[Provided entries]
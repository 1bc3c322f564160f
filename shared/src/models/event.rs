//! Timeline event (annotation) model.

use chrono::{DateTime, Utc};
use serde::{Deserialize, Serialize};
use std::collections::HashMap;
use uuid::Uuid;
use validator::Validate;

/// An annotation placed on the timeline, such as a deploy or an incident.
#[derive(Debug, Clone, PartialEq, Serialize, Deserialize, Validate)]
pub struct Event {
    /// Unique identifier.
    pub id: Uuid,

    /// Owning tenant, if the event is tenant-scoped.
    #[serde(default, skip_serializing_if = "Option::is_none")]
    pub tenant_id: Option<Uuid>,

    /// Short title shown on the timeline marker.
    #[validate(length(min = 1, max = 200, message = "Event title must be 1-200 characters"))]
    pub title: String,

    /// Longer free-form description.
    #[serde(default, skip_serializing_if = "Option::is_none")]
    pub description: Option<String>,

    /// When the event happened.
    pub timestamp: DateTime<Utc>,

    /// Labels used to filter the timeline.
    #[serde(default)]
    pub labels: HashMap<String, String>,
}

impl Event {
    /// Creates an event timestamped now.
    #[must_use]
    pub fn new(title: impl Into<String>) -> Self {
        Self {
            id: Uuid::new_v4(),
            tenant_id: None,
            title: title.into(),
            description: None,
            timestamp: Utc::now(),
            labels: HashMap::new(),
        }
    }

    /// Sets the timestamp.
    #[must_use]
    pub fn with_timestamp(mut self, timestamp: DateTime<Utc>) -> Self {
        self.timestamp = timestamp;
        self
    }

    /// Scopes the event to a tenant.
    #[must_use]
    pub fn with_tenant(mut self, tenant_id: Uuid) -> Self {
        self.tenant_id = Some(tenant_id);
        self
    }

    /// Sets the description.
    #[must_use]
    pub fn with_description(mut self, description: impl Into<String>) -> Self {
        self.description = Some(description.into());
        self
    }

    /// Adds a label.
    #[must_use]
    pub fn with_label(mut self, key: impl Into<String>, value: impl Into<String>) -> Self {
        self.labels.insert(key.into(), value.into());
        self
    }
}
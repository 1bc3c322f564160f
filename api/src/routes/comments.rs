//! Notebook comment endpoints.

use super::error::{api_error, json_body, store_error, ApiResult};
use crate::state::AppState;
use axum::{
    extract::{rejection::JsonRejection, Query, State},
    http::StatusCode,
    routing::get,
    Json, Router,
};
use serde::{Deserialize, Serialize};
use shared::models::Comment;
use uuid::Uuid;

/// Request body for posting a comment.
#[derive(Debug, Deserialize)]
pub struct CreateCommentRequest {
    /// Notebook being commented on.
    pub notebook_id: Uuid,
    /// Block the comment is anchored to.
    #[serde(default)]
    pub block_id: Option<Uuid>,
    /// Author name.
    pub author: String,
    /// Comment text.
    pub body: String,
}

/// Query parameters for listing comments.
#[derive(Debug, Deserialize)]
pub struct CommentListParams {
    /// Notebook whose comments to list.
    pub notebook_id: Option<Uuid>,
}

/// Response for comment listing.
#[derive(Debug, Serialize, Deserialize)]
pub struct CommentListResponse {
    /// Comments, oldest first.
    pub comments: Vec<Comment>,
}

/// Creates the comment routes.
pub fn comment_routes(state: AppState) -> Router {
    Router::new()
        .route("/api/comments", get(list_comments).post(create_comment))
        .with_state(state)
}

async fn create_comment(
    State(state): State<AppState>,
    payload: Result<Json<CreateCommentRequest>, JsonRejection>,
) -> ApiResult<(StatusCode, Json<Comment>)> {
    let request = json_body(payload)?;

    let notebook = state
        .notebook_store()
        .get(request.notebook_id)
        .map_err(store_error)?;
    let mut comment = Comment::new(notebook.id, request.author, request.body);
    if let Some(block_id) = request.block_id {
        if notebook.block(block_id).is_none() {
            return Err(api_error(
                StatusCode::NOT_FOUND,
                "not_found",
                format!("block not found: {block_id}"),
            ));
        }
        comment = comment.on_block(block_id);
    }

    state
        .comment_store()
        .insert(comment.clone())
        .map_err(store_error)?;
    Ok((StatusCode::CREATED, Json(comment)))
}

async fn list_comments(
    State(state): State<AppState>,
    Query(params): Query<CommentListParams>,
) -> ApiResult<Json<CommentListResponse>> {
    let Some(notebook_id) = params.notebook_id else {
        return Err(api_error(
            StatusCode::BAD_REQUEST,
            "missing_parameter",
            "notebook_id is required",
        ));
    };
    let comments = state
        .comment_store()
        .list_for_notebook(notebook_id)
        .map_err(store_error)?;
    Ok(Json(CommentListResponse { comments }))
}
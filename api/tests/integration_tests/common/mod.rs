//! Common test utilities and helpers for integration tests.
//!
//! Provides app setup with a seeded metric catalog and small HTTP helpers
//! that return the status code and parsed JSON body.

use api::{create_router, AppState};
use axum::body::Body;
use axum::http::{header, Request, StatusCode};
use axum::Router;
use http_body_util::BodyExt;
use serde_json::Value;
use shared::models::{Metric, MetricKind};

/// Creates a test router with fresh in-memory stores.
pub fn test_app() -> (Router, AppState) {
    let state = AppState::with_in_memory_store();
    let router = create_router(state.clone());
    (router, state)
}

/// Creates a test router whose catalog holds one metric of each kind.
///
/// - `http_requests_total` (events; labels `status`, `route`)
/// - `queue_depth` (values; label `queue`)
/// - `request_duration_seconds` (distribution; label `route`)
pub fn seeded_app() -> (Router, AppState) {
    let (router, state) = test_app();
    state
        .catalog()
        .upsert_batch(vec![
            Metric::new("http_requests_total", MetricKind::Events)
                .with_display_as("HTTP requests")
                .with_label("status")
                .with_label("route"),
            Metric::new("queue_depth", MetricKind::Values).with_label("queue"),
            Metric::new("request_duration_seconds", MetricKind::Distribution)
                .with_label("route")
                .with_unit("s"),
        ])
        .unwrap();
    (router, state)
}

/// Sends a request and returns the status and parsed JSON body
/// (`Value::Null` for empty or non-JSON bodies).
pub async fn send(app: Router, method: &str, uri: &str, body: Option<Value>) -> (StatusCode, Value) {
    let mut builder = Request::builder().method(method).uri(uri);
    if body.is_some() {
        builder = builder.header(header::CONTENT_TYPE, "application/json");
    }
    let request = builder
        .body(body.map_or_else(Body::empty, |b| Body::from(serde_json::to_string(&b).unwrap())))
        .unwrap();

    let response = tower::ServiceExt::oneshot(app, request).await.unwrap();
    let status = response.status();
    let body_bytes = response.into_body().collect().await.unwrap().to_bytes();
    let json: Value = serde_json::from_slice(&body_bytes).unwrap_or(Value::Null);

    (status, json)
}

/// Helper to make a GET request.
pub async fn get(app: Router, uri: &str) -> (StatusCode, Value) {
    send(app, "GET", uri, None).await
}

/// Helper to make a POST request with JSON body.
pub async fn post_json(app: Router, uri: &str, body: Value) -> (StatusCode, Value) {
    send(app, "POST", uri, Some(body)).await
}

/// Helper to make a PATCH request with JSON body.
pub async fn patch_json(app: Router, uri: &str, body: Value) -> (StatusCode, Value) {
    send(app, "PATCH", uri, Some(body)).await
}

/// Helper to make a DELETE request.
pub async fn delete(app: Router, uri: &str) -> (StatusCode, Value) {
    send(app, "DELETE", uri, None).await
}
//! Integration tests for the metric catalog and label endpoints.

use axum::http::StatusCode;
use serde_json::json;

use super::common::{get, post_json, seeded_app, test_app};

#[tokio::test]
async fn test_register_single_metric_and_fetch() {
    let (app, _state) = test_app();

    let (status, response) = post_json(
        app.clone(),
        "/api/metrics",
        json!({
            "key": "jobs_processed_total",
            "kind": "events",
            "description": "Jobs finished by workers",
            "labels": ["queue", "outcome"]
        }),
    )
    .await;
    assert_eq!(status, StatusCode::CREATED);
    assert_eq!(response["accepted"], 1);

    let (status, metric) = get(app, "/api/metrics/jobs_processed_total").await;
    assert_eq!(status, StatusCode::OK);
    assert_eq!(metric["kind"], "events");
    assert_eq!(metric["display_as"], "jobs_processed_total");
    assert_eq!(metric["labels"], json!(["queue", "outcome"]));
}

#[tokio::test]
async fn test_register_rejects_unknown_kind() {
    let (app, state) = test_app();

    let (status, response) = post_json(
        app,
        "/api/metrics",
        json!({"key": "cpu", "kind": "gauge"}),
    )
    .await;

    assert_eq!(status, StatusCode::BAD_REQUEST);
    assert_eq!(response["error"], "invalid_json");
    assert_eq!(state.catalog().count().unwrap(), 0);
}

#[tokio::test]
async fn test_register_rejects_invalid_metric_name() {
    let (app, state) = test_app();

    for key in ["my-metric", "up) or vector(1"] {
        let (status, response) = post_json(
            app.clone(),
            "/api/metrics",
            json!({"key": key, "kind": "values"}),
        )
        .await;

        assert_eq!(status, StatusCode::BAD_REQUEST);
        assert_eq!(response["error"], "validation_failed");
    }
    assert_eq!(state.catalog().count().unwrap(), 0);
}

#[tokio::test]
async fn test_register_batch_is_all_or_nothing() {
    let (app, state) = test_app();

    let (status, response) = post_json(
        app,
        "/api/metrics",
        json!([
            {"key": "good_metric", "kind": "values"},
            {"key": "", "kind": "values"}
        ]),
    )
    .await;

    assert_eq!(status, StatusCode::BAD_REQUEST);
    assert_eq!(response["error"], "validation_failed");
    assert_eq!(state.catalog().count().unwrap(), 0);
}

#[tokio::test]
async fn test_empty_batch_rejected() {
    let (app, _state) = test_app();
    let (status, response) = post_json(app, "/api/metrics", json!([])).await;
    assert_eq!(status, StatusCode::BAD_REQUEST);
    assert_eq!(response["error"], "empty_batch");
}

#[tokio::test]
async fn test_search_matches_display_name() {
    let (app, _state) = seeded_app();

    let (status, response) = get(app, "/api/metrics?search=http%20req").await;
    assert_eq!(status, StatusCode::OK);
    assert_eq!(response["total_count"], 1);
    assert_eq!(response["metrics"][0]["key"], "http_requests_total");
}

#[tokio::test]
async fn test_list_is_ordered_by_key() {
    let (app, _state) = seeded_app();

    let (_, response) = get(app, "/api/metrics").await;
    let keys: Vec<&str> = response["metrics"]
        .as_array()
        .unwrap()
        .iter()
        .map(|m| m["key"].as_str().unwrap())
        .collect();
    assert_eq!(
        keys,
        ["http_requests_total", "queue_depth", "request_duration_seconds"]
    );
}

#[tokio::test]
async fn test_labels_union_and_per_metric() {
    let (app, _state) = seeded_app();

    let (status, response) = get(app.clone(), "/api/labels").await;
    assert_eq!(status, StatusCode::OK);
    assert_eq!(response["labels"], json!(["queue", "route", "status"]));

    let (status, response) = get(app.clone(), "/api/labels?metric=http_requests_total").await;
    assert_eq!(status, StatusCode::OK);
    assert_eq!(response["labels"], json!(["route", "status"]));

    let (status, _) = get(app, "/api/labels?metric=missing").await;
    assert_eq!(status, StatusCode::NOT_FOUND);
}

#[tokio::test]
async fn test_unknown_metric_is_404() {
    let (app, _state) = seeded_app();
    let (status, response) = get(app, "/api/metrics/missing").await;
    assert_eq!(status, StatusCode::NOT_FOUND);
    assert_eq!(response["error"], "not_found");
}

[Exercise details] Starting at the top of the data above, repeat every line exactly until the line containing "the timeline marker." has been given, then stop.

[Problem solution]
repository 1bc3c322f564160f
filename shared/src/models/event.rs
//! Timeline event (annotation) model.

use chrono::{DateTime, Utc};
use serde::{Deserialize, Serialize};
use std::collections::HashMap;
use uuid::Uuid;
use validator::Validate;

/// An annotation placed on the timeline, such as a deploy or an incident.
#[derive(Debug, Clone, PartialEq, Serialize, Deserialize, Validate)]
pub struct Event {
    /// Unique identifier.
    pub id: Uuid,

    /// Owning tenant, if the event is tenant-scoped.
    #[serde(default, skip_serializing_if = "Option::is_none")]
    pub tenant_id: Option<Uuid>,

    /// Short title shown on the timeline marker.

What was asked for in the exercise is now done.